Writing an introduction

Introduction

            Metal streak artifact is the major problem in the computed tomography. It appears as bright and dark streaks throughout the cross section images and around the metal. It is caused by multiple mechanisms, some of which are related to the metal itself, and some of which are related to metal edges. The metal itself causes beam hardening, scatter effects and Poisson noise. The metal edges causes streaks due to under sampling, motion, cone beam, and windmill artifacts.  Beam hardening and scatter result in dark streak between metal. Various techniques for metal artifact reduction have been introduced in the literature for improved computed tomography image quality. Boas (2011) reported that metal artifacts due to photon starvation, beam hardening, and motion can suppress by his metal artifact reduction technique (p.894-902). Raoul (2012) noted that quantitative assessment of clinical images demonstrated improved image quality for Radon transformation and forward projection by using scanner’s original raw data techniques of metal artifact reduction but the technique that using scanner’s original raw data showed better image quality than the other technique (p.1125-1132). Koehler (2012) presented a new technique for suppress metal artifact, which is based on a sinogram interpolation technique. All of the current techniques and methods for reducing metal artifacts in computed tomography images have not achieved widespread in clinical use and some techniques can produce new artifacts in the computed tomography images.

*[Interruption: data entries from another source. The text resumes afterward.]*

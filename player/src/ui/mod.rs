pub mod components;

pub use components::*;

use std::time::Instant;

use anyhow::Result;
use ratatui::{
    Frame,
    layout::{Alignment, Constraint, Direction, Layout, Rect},
    style::{Modifier, Style},
    text::{Line, Span, Text},
    widgets::{Block, Borders, Clear, Paragraph},
};
use unicode_width::UnicodeWidthStr;

use watchlink_core::menu::{Control, Focus, MenuId};
use watchlink_core::{PlayerBackend, WatchSession};

use crate::app::{App, HitMap};

/// Draw the watch page
pub fn draw_ui(f: &mut Frame, app: &mut App) -> Result<()> {
    let session = &app.session;
    let palette = Palette::for_theme(session.theme());
    let area = f.area();
    let mut hits = HitMap::default();

    f.render_widget(Block::default().style(palette.base()), area);

    let vertical = Layout::default()
        .direction(Direction::Vertical)
        .constraints([
            Constraint::Length(4), // Title and file details
            Constraint::Min(5),    // Player area
            Constraint::Length(3), // Action bar
            Constraint::Length(1), // Key hints
        ])
        .split(area);

    draw_header(f, session, palette, vertical[0]);
    draw_player_area(f, app, palette, vertical[1], &mut hits);
    draw_action_bar(f, &app.session, palette, vertical[2], &mut hits);

    let hints = Paragraph::new(" ? help   Tab move   Enter press   q quit")
        .style(Style::default().fg(palette.dim).bg(palette.bg));
    f.render_widget(hints, vertical[3]);

    if let Some(id) = app.session.menus().open_menu() {
        draw_dropdown(f, &app.session, palette, id, &mut hits);
    }

    if let Some(toast) = app.session.toast() {
        let toast_area = ToastWidget::area_in(toast, area);
        f.render_widget(ToastWidget::new(toast, Instant::now(), palette), toast_area);
    }

    if app.show_help {
        f.render_widget(HelpOverlay::new(palette), centered_rect(60, 80, area));
    }

    app.hit_map = hits;
    Ok(())
}

fn draw_header(f: &mut Frame, session: &WatchSession, palette: Palette, area: Rect) {
    let block = Block::default()
        .borders(Borders::ALL)
        .border_style(Style::default().fg(palette.dim))
        .title(" watchlink ")
        .title_alignment(Alignment::Center);
    let inner = block.inner(area);
    f.render_widget(block, area);

    let meta = session.metadata();
    let lines = vec![
        Line::from(Span::styled(
            session.display_title(),
            Style::default().fg(palette.fg).add_modifier(Modifier::BOLD),
        )),
        Line::from(vec![
            Span::styled(meta.duration.as_str(), Style::default().fg(palette.dim)),
            Span::raw("  |  "),
            Span::styled(meta.resolution.as_str(), Style::default().fg(palette.dim)),
            Span::raw("  |  "),
            Span::styled(meta.size.as_str(), Style::default().fg(palette.dim)),
        ]),
    ];
    f.render_widget(Paragraph::new(Text::from(lines)).style(palette.base()), inner);
}

fn draw_player_area(f: &mut Frame, app: &App, palette: Palette, area: Rect, hits: &mut HitMap) {
    let session = &app.session;
    let block = Block::default()
        .borders(Borders::ALL)
        .border_style(Style::default().fg(palette.dim))
        .title(" Player ");
    let inner = block.inner(area);
    f.render_widget(block, area);

    let overlays = session.overlays();
    if let Some(message) = overlays.error_message() {
        let rows = Layout::default()
            .direction(Direction::Vertical)
            .constraints([
                Constraint::Percentage(40),
                Constraint::Length(1),
                Constraint::Length(1),
                Constraint::Length(3),
                Constraint::Min(0),
            ])
            .split(inner);
        let error = Paragraph::new(message)
            .alignment(Alignment::Center)
            .style(Style::default().fg(palette.error).add_modifier(Modifier::BOLD));
        f.render_widget(error, rows[1]);

        if session.source().is_some() {
            let width = 13.min(rows[3].width);
            let button = Rect {
                x: rows[3].x + (rows[3].width.saturating_sub(width)) / 2,
                width,
                ..rows[3]
            };
            let focused = session.focus() == Focus::Control(Control::Retry);
            f.render_widget(button_widget("Retry (r)", focused, palette), button);
            hits.controls.push((Control::Retry, button));
        }
        return;
    }

    if overlays.loading_visible() {
        let spinner = get_spinner_frame(app.started_at.elapsed().as_millis());
        let rows = Layout::default()
            .direction(Direction::Vertical)
            .constraints([Constraint::Percentage(45), Constraint::Length(1), Constraint::Min(0)])
            .split(inner);
        let loading = Paragraph::new(format!("{} Loading video... {}", spinner, spinner))
            .alignment(Alignment::Center)
            .style(Style::default().fg(palette.accent).add_modifier(Modifier::BOLD));
        f.render_widget(loading, rows[1]);
        return;
    }

    let Some(player) = app.player() else {
        let idle = Paragraph::new("No player attached.")
            .alignment(Alignment::Center)
            .style(Style::default().fg(palette.dim));
        f.render_widget(idle, inner);
        return;
    };

    let rows = Layout::default()
        .direction(Direction::Vertical)
        .constraints([Constraint::Length(1), Constraint::Min(0), Constraint::Length(3)])
        .split(inner);

    let state = if player.ended() {
        "Ended"
    } else if player.paused() {
        "Paused"
    } else {
        "Playing in the mpv window"
    };
    let status = Paragraph::new(Line::from(vec![
        Span::styled(state, Style::default().fg(palette.fg).add_modifier(Modifier::BOLD)),
        Span::styled(
            format!("   {}x{}", player.playback_rate(), if player.fullscreen() { "   fullscreen" } else { "" }),
            Style::default().fg(palette.dim),
        ),
    ]));
    let top = Layout::default()
        .direction(Direction::Horizontal)
        .constraints([Constraint::Min(0), Constraint::Length(12)])
        .split(rows[0]);
    f.render_widget(status, top[0]);

    let volume = VolumeIndicator::new((player.volume() * 100.0).round() as u8, player.muted(), palette);
    f.render_widget(volume, top[1]);

    let progress = ProgressBar::new(player.position(), player.duration(), palette)
        .paused(player.paused())
        .title(Some(session.display_title()));
    f.render_widget(progress, rows[2]);
}

fn control_label(session: &WatchSession, control: Control) -> String {
    let arrow = |id: MenuId| if session.menus().is_open(id) { "▴" } else { "▾" };
    match control {
        Control::OpenIn => format!("{} {}", control.label(), arrow(MenuId::Stream)),
        Control::Speed => format!("{} {}", control.label(), arrow(MenuId::Speed)),
        Control::Tracks => format!("{} {}", control.label(), arrow(MenuId::Tracks)),
        Control::Theme => format!("{}: {}", control.label(), session.theme()),
        _ => control.label().to_string(),
    }
}

fn button_widget(label: &str, focused: bool, palette: Palette) -> Paragraph<'_> {
    let style = if focused {
        Style::default()
            .fg(palette.focus_fg)
            .bg(palette.focus_bg)
            .add_modifier(Modifier::BOLD)
    } else {
        palette.base()
    };
    Paragraph::new(label).alignment(Alignment::Center).style(style).block(
        Block::default()
            .borders(Borders::ALL)
            .border_style(if focused { style } else { Style::default().fg(palette.dim) }),
    )
}

fn draw_action_bar(f: &mut Frame, session: &WatchSession, palette: Palette, area: Rect, hits: &mut HitMap) {
    let count = Control::TAB_ORDER.len() as u32;
    let chunks = Layout::default()
        .direction(Direction::Horizontal)
        .constraints(vec![Constraint::Ratio(1, count); Control::TAB_ORDER.len()])
        .split(area);

    for (control, chunk) in Control::TAB_ORDER.iter().zip(chunks.iter()) {
        let focused = match session.focus() {
            Focus::Control(c) => c == *control,
            Focus::MenuItem(id, _) => session.menus().menu(id).is_some_and(|m| m.trigger == *control),
            Focus::Page => false,
        };
        let label = control_label(session, *control);
        f.render_widget(button_widget(&label, focused, palette), *chunk);
        hits.controls.push((*control, *chunk));
    }
}

const NO_TRACKS: &str = "No tracks found";

fn draw_dropdown(f: &mut Frame, session: &WatchSession, palette: Palette, id: MenuId, hits: &mut HitMap) {
    let Some(menu) = session.menus().menu(id) else {
        return;
    };
    let Some(trigger) = hits.controls.iter().find(|(c, _)| *c == menu.trigger).map(|(_, r)| *r) else {
        return;
    };

    let widest = menu
        .items
        .iter()
        .map(|item| item.label.width())
        .max()
        .unwrap_or(NO_TRACKS.width()) as u16;
    let width = (widest + 5).max(trigger.width).min(f.area().width.saturating_sub(trigger.x));
    let height = (menu.items.len().max(1) as u16 + 2).min(trigger.y);
    let area = Rect {
        x: trigger.x,
        y: trigger.y.saturating_sub(height),
        width,
        height,
    };

    let block = Block::default()
        .borders(Borders::ALL)
        .border_style(Style::default().fg(palette.accent))
        .style(palette.base());
    let inner = block.inner(area);
    f.render_widget(Clear, area);
    f.render_widget(block, area);

    if menu.items.is_empty() {
        let empty = Paragraph::new(format!(" {}", NO_TRACKS)).style(Style::default().fg(palette.dim));
        f.render_widget(empty, inner);
    }

    let mut rows = Vec::with_capacity(menu.items.len());
    for (index, item) in menu.items.iter().enumerate() {
        let row = inner.y + index as u16;
        if row >= inner.y + inner.height {
            break;
        }
        let rect = Rect {
            y: row,
            height: 1,
            ..inner
        };
        let focused = session.focus() == Focus::MenuItem(id, index);
        let style = if focused {
            Style::default().fg(palette.focus_fg).bg(palette.focus_bg)
        } else {
            palette.base()
        };
        let marker = if item.selected { "●" } else { " " };
        f.render_widget(Paragraph::new(format!("{} {}", marker, item.label)).style(style), rect);
        rows.push(rect);
    }

    hits.menu = Some((id, area, rows));
}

            The aim of this study is to develop the computer software to suppress the metal artifact in the computed tomography images by iterative reconstruction technique. It should be improve image quality and diagnostic confidence of the metallic artifact region in the routine clinical application. The new iterative reconstruction algorithm will be implemented to Department of Radiology, King Chulalongkorn Memorial Hospital for reduction the metal artifact in the patients.

Assignment 1: Citation

Evaluation of Two Iterative Techniques for Reducing Metal Artifacts in Computed Tomography

F. Edward Boas , MD , PhD, Dominik Fleischmann , MD

Purpose: To evaluate two methods for reducing metal artifacts in computed tomography (CT) the metal deletion technique (MDT) and the selective algebraic reconstruction technique (SART) and compare these methods with filtered back projection (FBP) and linear interpolation (LI).

Materials and Methods: The institutional review board approved this retrospective HIPAA compliant study; informed patient consent was waived. Simulated projection data were calculated for a phantom that contained water, soft tissue, bone, and iron. Clinical  projection data were obtained retrospectively from 11 consecutively identified CT scans with metal streak artifacts, with a total of 178 sections containing metal. Each scan was reconstructed using FBP, LI, SART, and MDT. The simulated scans were evaluated quantitatively by calculating the average error in Hounsfield units for each pixel compared with the original phantom. Two radiologists who were blinded to the reconstruction algorithms used qualitatively evaluated the clinical scans, ranking the overall severity of artifacts for each algorithm. P values for comparisons of the image quality ranks were calculated from the binomial distribution.

Results: The simulations showed that MDT reduces artifacts due to photon starvation, beam hardening, and motion and does not introduce new streaks between metal and bone. MDT had the lowest average error (76% less than FBP, 42% less than LI, 17% less than SART). Blinded comparison of the clinical scans revealed that MDT had the best image quality 100% of the time (95% confidence interval: 72%, 100%). LI had the second best image quality, and SART and FBP had the worst image quality. On images from two CT scans, as compared with images generated by the scanner, MDT revealed information of potential clinical importance.

Conclusion: For a wide range of scans, MDT yields reduced metal streak artifacts and better-quality images than does FBP, LI, or SART.

Reference: Boas EF. and Fleischmann D.(2011). Evaluation of Two Iterative Techniques for Reducing Metal Artifacts in Computed Tomography. Radiology, 259(3), 894-902.

Citation

(1) Boas EF and Fleischmann D (2011) report that "MDT reduces artifacts due to photon starvation, beam hardening, and motion and does not introduce new streaks between metal and bone" (p.894-902).

(2) Boas EF and Fleischmann D (2011) note that metal artifacts due to photon starvation, beam hardening, and motion was suppressed by metal artifact reduction (MDT) technique (p.894-902).